To incorporate N7G reactivity data, we developed a single-molecule RNA secondary structure modeling pipeline called DAGGER (Deconvolution Assisted by N7G Gaps Enabled by Reduction and depurination). DAGGER modifies the recently described DaVinci analysis pipeline to incorporate N7G accessibility data derived from BASH MaP56 (Fig. 5c). In contrast to minimum free energy folding algorithms like RNAstructure, DAGGER uses a thermodynamic independent RNA folding algorithm called CONTRAfold53. CONTRAfold utilizes a probabilistic methodology for generating secondary structures through statistical learning on large RNA secondary structure datasets53. A recent benchmark found that CONTRAfold outperformed thermodynamic folding algorithms in secondary structure modeling accuracy57.
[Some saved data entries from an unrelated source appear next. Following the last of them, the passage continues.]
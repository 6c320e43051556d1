// Classroll - Teacher Portal Reporting Service
// Copyright (c) 2025 Classroll Contributors
// Licensed under the MIT License

use classroll::cli::{Cli, Commands};
use classroll::config::{load_config, LoggingConfig};
use classroll::logging::init_logging;
use clap::Parser;
use std::process;
use tokio::sync::watch;

#[tokio::main]
async fn main() {
    // Load environment variables from .env file if present
    let _ = dotenvy::dotenv();

    let cli = Cli::parse();

    // Only the long-running server writes log files
    let logging_config = match &cli.command {
        Commands::Serve(_) => load_config(&cli.config)
            .map(|c| c.logging)
            .unwrap_or_default(),
        _ => LoggingConfig::default(),
    };
    let log_level = cli.log_level.as_deref().unwrap_or("info");
    let logging_guard = match init_logging(log_level, &logging_config) {
        Ok(guard) => guard,
        Err(e) => {
            eprintln!("Failed to initialize logging: {e}");
            process::exit(5);
        }
    };

    tracing::info!(
        version = env!("CARGO_PKG_VERSION"),
        "Classroll - Teacher Portal Reporting Service"
    );

    let (shutdown_tx, shutdown_rx) = watch::channel(false);

    tokio::spawn(async move {
        #[cfg(unix)]
        {
            use tokio::signal::unix::{signal, SignalKind};

            let mut sigterm = match signal(SignalKind::terminate()) {
                Ok(s) => s,
                Err(e) => {
                    tracing::error!(error = %e, "Failed to install SIGTERM handler");
                    if tokio::signal::ctrl_c().await.is_ok() {
                        let _ = shutdown_tx.send(true);
                    }
                    return;
                }
            };

            tokio::select! {
                _ = tokio::signal::ctrl_c() => {
                    tracing::info!("Received SIGINT (Ctrl+C), initiating graceful shutdown...");
                    println!("\n⚠️  Shutdown signal received, finishing in-flight requests...");
                    let _ = shutdown_tx.send(true);
                }
                _ = sigterm.recv() => {
                    tracing::info!("Received SIGTERM, initiating graceful shutdown...");
                    println!("\n⚠️  Shutdown signal received, finishing in-flight requests...");
                    let _ = shutdown_tx.send(true);
                }
            }
        }

        #[cfg(not(unix))]
        {
            if let Err(e) = tokio::signal::ctrl_c().await {
                tracing::error!(error = %e, "Failed to listen for Ctrl+C");
            } else {
                tracing::info!("Received SIGINT (Ctrl+C), initiating graceful shutdown...");
                println!("\n⚠️  Shutdown signal received, finishing in-flight requests...");
                let _ = shutdown_tx.send(true);
            }
        }
    });

    let exit_code = match execute_command(&cli, shutdown_rx).await {
        Ok(code) => code,
        Err(e) => {
            tracing::error!(error = %e, "Command execution failed");
            eprintln!("Error: {e}");
            5 // Fatal error exit code
        }
    };

    drop(logging_guard);
    process::exit(exit_code);
}

/// Execute the CLI command
async fn execute_command(cli: &Cli, shutdown_signal: watch::Receiver<bool>) -> anyhow::Result<i32> {
    match &cli.command {
        Commands::Serve(args) => args.execute(&cli.config, shutdown_signal).await,
        Commands::Export(args) => args.execute(&cli.config).await,
        Commands::ValidateConfig(args) => args.execute(&cli.config).await,
        Commands::Init(args) => args.execute().await,
    }
}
DAGGER incorporates chemical reactivity data to constrain secondary structure modeling by CONTRAfold. Like DaVinci, DAGGER uses locations of misincorporations in a sequencing read to exclude those nucleotides from base-pair assignment by CONTRAfold56. First, each sequencing read is converted to a string of ones and zeros called a bitvector which enables a simple representation of misincorporation sites within a sequencing read. A zero value indicates that nucleotide matches the reference sequence whereas a one indicates a misincorporation site (Fig. 5c). DAGGER then folds each sequencing read as a unique molecule of RNA. Locations with a bitvector value of one are forced to be single stranded during secondary structure modeling by CONTRAfold56. Thus, DAGGER utilizes chemical reactivity to constrain the secondary structure modeling of individual sequencing reads.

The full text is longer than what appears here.